CEO of the Global Environment Facility (GEF) Naoko Ishii last week announced at a gathering of global leaders in Apia, Samoa, the largest amount of GEF resources ever provided for Small Island Developing States (SIDS) in its new four-year funding cycle. For the period 2014-18, the GEF will make available a total of $256 million for projects to improve the environment, equivalent to an increase of 9% compared to the previous four-year period.
In addition to the dedicated country allocations, GEF resources are available from a special window on Chemicals and Waste, from the GEF’s International Waters programmes, its Sustainable Forest Management incentive programme, and its Capacity Development programme. Specific support to SIDS countries to fulfil their reporting obligations under international environmental conventions is also available.

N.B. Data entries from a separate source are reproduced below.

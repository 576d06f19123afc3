//! Workflow State Machine
//!
//! Drives catalog choice, naming, capability selection and confirmation.
//! `Workflow` is the single context object the event loop owns; every input
//! is routed through `handle` and nothing here touches the terminal.

pub mod menu;

pub use menu::{CatalogKind, FilterState, MenuItem, MenuList};

use std::path::PathBuf;
use tracing::{debug, error, info, warn};

use crate::catalog::{resolve, CatalogLoader, EnrichedCapability};
use crate::config::CanvasConfig;
use crate::error::CanvasError;
use crate::output::{synthesize, OutputCatalog};
use crate::selection::{DeselectOutcome, SelectOutcome, SelectionSet};

pub const TITLE_TEXT: &str = "Controls Canvas";
pub const MAX_NAME_LEN: usize = 64;
/// Below this terminal width only a size warning is drawn.
pub const MIN_WINDOW_WIDTH: u16 = 60;
/// Horizontal padding the outer frame takes from the terminal width.
pub const FRAME_WIDTH: u16 = 4;

#[derive(Debug, Clone, Copy, PartialEq, Eq)]
pub enum Stage {
    ChoosingCatalog,
    NamingCatalog,
    SelectingCapabilities,
    ConfirmingOutput,
}

/// Terminal-independent input events.
#[derive(Debug, Clone, Copy, PartialEq, Eq)]
pub enum Input {
    Up,
    Down,
    Enter,
    Backspace,
    Delete,
    Esc,
    Char(char),
    /// Ctrl+C; ends the session from any stage
    Interrupt,
    Resize { width: u16, height: u16 },
}

#[derive(Debug)]
pub enum Flow {
    Continue,
    Exit,
    /// The reference catalog could not be loaded
    Fatal(CanvasError),
}

pub struct Workflow {
    config: CanvasConfig,
    loader: CatalogLoader,
    stage: Stage,
    list: MenuList,
    resolved: Vec<EnrichedCapability>,
    selection: SelectionSet,
    catalog_name: String,
    preview: String,
    status: Option<String>,
    width: u16,
    height: u16,
    desc_width: usize,
    size_warning: bool,
    show_full_help: bool,
    written: Option<PathBuf>,
}

impl Workflow {
    pub fn new(config: CanvasConfig, loader: CatalogLoader) -> Self {
        let list = MenuList::new("Select Catalog", menu::catalog_items(&config.catalog_locators));
        Self {
            config,
            loader,
            stage: Stage::ChoosingCatalog,
            list,
            resolved: Vec::new(),
            selection: SelectionSet::new(),
            catalog_name: String::new(),
            preview: String::new(),
            status: None,
            width: 0,
            height: 0,
            desc_width: menu::DEFAULT_DESC_WIDTH,
            size_warning: false,
            show_full_help: false,
            written: None,
        }
    }

    pub fn stage(&self) -> Stage {
        self.stage
    }

    pub fn list(&self) -> &MenuList {
        &self.list
    }

    pub fn selection(&self) -> &SelectionSet {
        &self.selection
    }

    pub fn catalog_name(&self) -> &str {
        &self.catalog_name
    }

    pub fn preview(&self) -> &str {
        &self.preview
    }

    pub fn status(&self) -> Option<&str> {
        self.status.as_deref()
    }

    pub fn size(&self) -> (u16, u16) {
        (self.width, self.height)
    }

    pub fn desc_width(&self) -> usize {
        self.desc_width
    }

    pub fn size_warning(&self) -> Option<&'static str> {
        self.size_warning
            .then_some("Window too small. Please resize to view content.")
    }

    pub fn show_full_help(&self) -> bool {
        self.show_full_help
    }

    /// Path of the output file, once it has been written.
    pub fn written(&self) -> Option<&PathBuf> {
        self.written.as_ref()
    }

    /// The output document for the current selection, recomputed each call.
    pub fn output(&self) -> OutputCatalog {
        synthesize(&self.selection, &self.config.reference_id).titled(&self.catalog_name)
    }

    pub fn help(&self) -> Vec<(&'static str, &'static str)> {
        help_entries(self.stage, self.list.is_filtering(), self.show_full_help)
    }

    pub async fn handle(&mut self, input: Input) -> Flow {
        if let Input::Resize { width, height } = input {
            self.on_resize(width, height);
            return Flow::Continue;
        }
        if input == Input::Interrupt {
            return Flow::Exit;
        }

        let uses_list = matches!(self.stage, Stage::ChoosingCatalog | Stage::SelectingCapabilities);
        if uses_list && self.list.is_filtering() {
            self.on_filter_input(input);
            return Flow::Continue;
        }

        match self.stage {
            Stage::ChoosingCatalog => self.on_choosing(input).await,
            Stage::NamingCatalog => self.on_naming(input),
            Stage::SelectingCapabilities => self.on_selecting(input),
            Stage::ConfirmingOutput => self.on_confirming(input),
        }
    }

    fn transition(&mut self, next: Stage) {
        info!("Workflow {:?} -> {:?}", self.stage, next);
        self.stage = next;
    }

    fn on_resize(&mut self, width: u16, height: u16) {
        self.width = width;
        self.height = height;
        self.size_warning = width < MIN_WINDOW_WIDTH;
        self.desc_width = if self.size_warning {
            0
        } else {
            (usize::from(width.saturating_sub(FRAME_WIDTH)) / 2).saturating_sub(10)
        };

        if self.stage == Stage::SelectingCapabilities {
            self.list.set_items(menu::capability_items(&self.resolved, self.desc_width));
        }
    }

    fn on_filter_input(&mut self, input: Input) {
        match input {
            Input::Char(c) => self.list.push_query(c),
            Input::Backspace => self.list.pop_query(),
            Input::Enter => self.list.apply_filter(),
            Input::Esc => self.list.clear_filter(),
            Input::Up => self.list.move_up(),
            Input::Down => self.list.move_down(),
            _ => {}
        }
    }

    fn on_list_navigation(&mut self, input: Input) -> bool {
        match input {
            Input::Up | Input::Char('k') => self.list.move_up(),
            Input::Down | Input::Char('j') => self.list.move_down(),
            Input::Char('/') => self.list.start_filter(),
            Input::Esc if self.list.filter_state() == FilterState::Applied => self.list.clear_filter(),
            _ => return false,
        }
        true
    }

    async fn on_choosing(&mut self, input: Input) -> Flow {
        if self.on_list_navigation(input) {
            return Flow::Continue;
        }
        match input {
            Input::Enter => self.choose_catalog().await,
            Input::Char('q') | Input::Esc => Flow::Exit,
            _ => Flow::Continue,
        }
    }

    async fn choose_catalog(&mut self) -> Flow {
        let Some(MenuItem::Catalog(choice)) = self.list.selected().cloned() else {
            return Flow::Continue;
        };

        if choice.kind == CatalogKind::Placeholder {
            info!("Placeholder catalog chosen, exiting");
            return Flow::Exit;
        }

        let catalog = match self.loader.load(&choice.locators).await {
            Ok(catalog) => catalog,
            Err(e) => {
                error!("Error loading catalog: {}", e);
                return Flow::Fatal(e);
            }
        };

        self.resolved = resolve(&catalog, &self.config.reference_id);
        info!("Resolved {} capabilities from {}", self.resolved.len(), choice.title);

        self.list = MenuList::new(
            TITLE_TEXT,
            menu::capability_items(&self.resolved, self.desc_width),
        );
        self.transition(Stage::NamingCatalog);
        Flow::Continue
    }

    fn on_naming(&mut self, input: Input) -> Flow {
        match input {
            Input::Enter if !self.catalog_name.is_empty() => {
                self.list.title = format!("{}: {}", TITLE_TEXT, self.catalog_name);
                self.transition(Stage::SelectingCapabilities);
            }
            Input::Backspace => {
                self.catalog_name.pop();
            }
            Input::Char(c) if !c.is_control() && self.catalog_name.chars().count() < MAX_NAME_LEN => {
                self.catalog_name.push(c);
            }
            Input::Esc => return Flow::Exit,
            _ => {}
        }
        Flow::Continue
    }

    fn on_selecting(&mut self, input: Input) -> Flow {
        if self.on_list_navigation(input) {
            return Flow::Continue;
        }
        match input {
            Input::Enter => self.select_current(),
            Input::Char('x') | Input::Backspace | Input::Delete => self.deselect_current(),
            Input::Char(' ') => self.finalize(),
            Input::Char('H') => self.show_full_help = !self.show_full_help,
            Input::Char('q') => return Flow::Exit,
            _ => {}
        }
        Flow::Continue
    }

    fn select_current(&mut self) {
        let Some(MenuItem::Capability(choice)) = self.list.selected() else {
            return;
        };
        let id = choice.capability.id().to_string();
        let outcome = self.selection.select(&choice.capability);
        debug!("Select {}: {:?}", id, outcome);

        self.status = Some(match outcome {
            SelectOutcome::Selected => format!("Selected {}", id),
            SelectOutcome::AlreadySelected => format!("Already selected {}", id),
            SelectOutcome::AlreadySelectedAgain => format!("You can stop clicking on {}", id),
        });
    }

    fn deselect_current(&mut self) {
        let Some(id) = self.list.selected().and_then(MenuItem::capability_id).map(str::to_string) else {
            return;
        };
        let outcome = self.selection.deselect(&id);
        debug!("Deselect {}: {:?}", id, outcome);

        if outcome == DeselectOutcome::Removed {
            self.status = Some(format!("Deselected {}", id));
        }
    }

    fn finalize(&mut self) {
        match self.output().to_yaml() {
            Ok(yaml) => {
                self.preview = yaml;
                self.status = None;
                self.transition(Stage::ConfirmingOutput);
            }
            Err(e) => {
                warn!("Failed to generate preview: {}", e);
                self.status = Some(format!("Failed to generate preview: {}", e));
            }
        }
    }

    fn on_confirming(&mut self, input: Input) -> Flow {
        match input {
            Input::Char('y') | Input::Char('Y') => {
                let path = self.config.output_path.clone();
                match self.output().persist(&path) {
                    Ok(()) => {
                        info!("Wrote {} capabilities to {:?}", self.selection.len(), path);
                        self.written = Some(path);
                        return Flow::Exit;
                    }
                    Err(e) => {
                        error!("Failed to write output: {}", e);
                        self.status = Some(format!("Failed to write {}: {}", path.display(), e));
                    }
                }
            }
            Input::Char('n') | Input::Char('N') => {
                self.status = None;
                self.transition(Stage::SelectingCapabilities);
            }
            Input::Char('q') => return Flow::Exit,
            _ => {}
        }
        Flow::Continue
    }
}

/// Key help for a stage. Filtering hides every workflow binding.
pub fn help_entries(stage: Stage, filtering: bool, full: bool) -> Vec<(&'static str, &'static str)> {
    if filtering {
        return vec![("enter", "apply filter"), ("esc", "cancel filter")];
    }

    let mut entries = match stage {
        Stage::ChoosingCatalog => vec![("↑/↓", "move"), ("enter", "choose"), ("q", "quit")],
        Stage::NamingCatalog => vec![("enter", "continue"), ("esc", "quit")],
        Stage::SelectingCapabilities => vec![
            ("enter", "choose"),
            ("x", "delete"),
            ("space", "generate output"),
            ("H", "toggle help"),
        ],
        Stage::ConfirmingOutput => vec![("y", "write file"), ("n", "back to selection")],
    };

    if full && stage == Stage::SelectingCapabilities {
        entries.extend([("↑/↓", "move"), ("/", "filter"), ("q", "quit"), ("ctrl+c", "quit")]);
    }
    entries
}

“The challenges that SIDS face are global challenges. Namely, how can the globe’s ecosystems continue to sustain the world’s aspirations for economic growth and prosperity? However, nowhere is a healthy environment and prospects for growth and prosperity linked as closely as in SIDS”, said Ishii. “The long-term prospects for SIDS—in some cases, even their existence—are threatened by climate change and associated sea level rise and stronger and more frequent storms. SIDS’ challenges are further exacerbated by its vulnerable and interlinked ecosystems, natural resource depletion (including marine resources), soil degradation and land and costal pollution. In SIDS countries, sustainable development is not a choice, but a necessity.”
Aligned with the Apia Summit’s focus on “partnerships”, the GEF highlighted several new initiatives that are being prepared in support of SIDS countries. One under development is the $22 million Pacific Islands Regional Oceanscape Program (PROP) where Pacific Islands are working with the World Bank, regional organisations and the GEF to support smart limits on tuna fishing that will increase their economic gains while helping stem losses of marine biodiversity, declines in fish stocks and threats to marine ecosystem health and services for the benefit of the people of the Pacific Region. It will empower coastal fishing communities to conserve critical habitats such as mangroves and coral reefs that support the fisheries and biodiversity. And it will facilitate regional collaboration among Pacific Island Countries by harmonizing regional management approaches and facilitate effective sharing of market intelligence and other actions to advance the economic interests of countries. The PROP is a phased engagement, with early participants in PROP including the Marshall Islands, Tuvalu and Solomon Islands.
The GEF is also ramping up its investments in renewable energy for the SIDS, and reiterated its commitment to support SIDS in this crucial sustainable development priority. “Energy represents a major expense for many SIDS”, noted Ms. Ishii, “but SIDS counties have huge opportunities to tap their abundant renewable energy potential. Both solar and wind are suited for both larger islands and remote corners of archipelago nations.”
The GEF is seeking to partner with a broad array of players, including for example the Clinton Climate Initiative, SIDS Dock and others, to put programs in place to assist SIDS in moving towards renewable energy.
For more than two decades, the GEF has supported SIDS countries to tackle their most pressing environment and development challenges. In the past two decades, the GEF has provided close to $1 billion in support for sustainable development in SIDS. The small size of SIDS, remoteness, and limited natural resource base means that successful development requires an integrated approach. The GEF is working with island countries in the Pacific, Africa and the Caribbean to tackle the food, water, energy and ecosystem nexus, through an ecosystem based approach known as Ridge to Reef. This approach is designed to reverse the degradation of coastal resources by reducing flows of harmful chemicals, nutrients and sediments from agriculture and forestry in catchments.
Essentially, under Ridge to Reef, Integrated Water Resources Management and Integrated Coastal Management plans come together to inform long-term sustainable use of the natural resources while limiting the impact on the fragile environment. The Ridge-to-Reef Program was one among many projects highlighted in a joint UNDP-GEF publication “Island Innovations – UNDP and GEF: Leveraging the Environment for the Sustainable Development of Small Island Developing States” that was launched at the Summit. The publication showcases outstanding results from a series of environment and sustainable development projects from SIDS across the world.
SIDS need significant support to strengthen adaptation to climate change. Sea level rise and more frequent storms will require significant preparatory planning and investments. In addition, with more unpredictable weather, decisions about what and when to plant become more difficult. “The GEF is putting strong emphasis on supporting adaption across SIDS”, Ms. Ishii noted. “For example, we are pleased to support the GEF’s Pacific Adaptation to Climate Change (PACC ) regional project , for instance , is enhancing the capacity of 13 Pacific SIDS to adapt to climate change in selected key sectors by integrating climate change risks and adaptation measures into relevant development policies and plans”.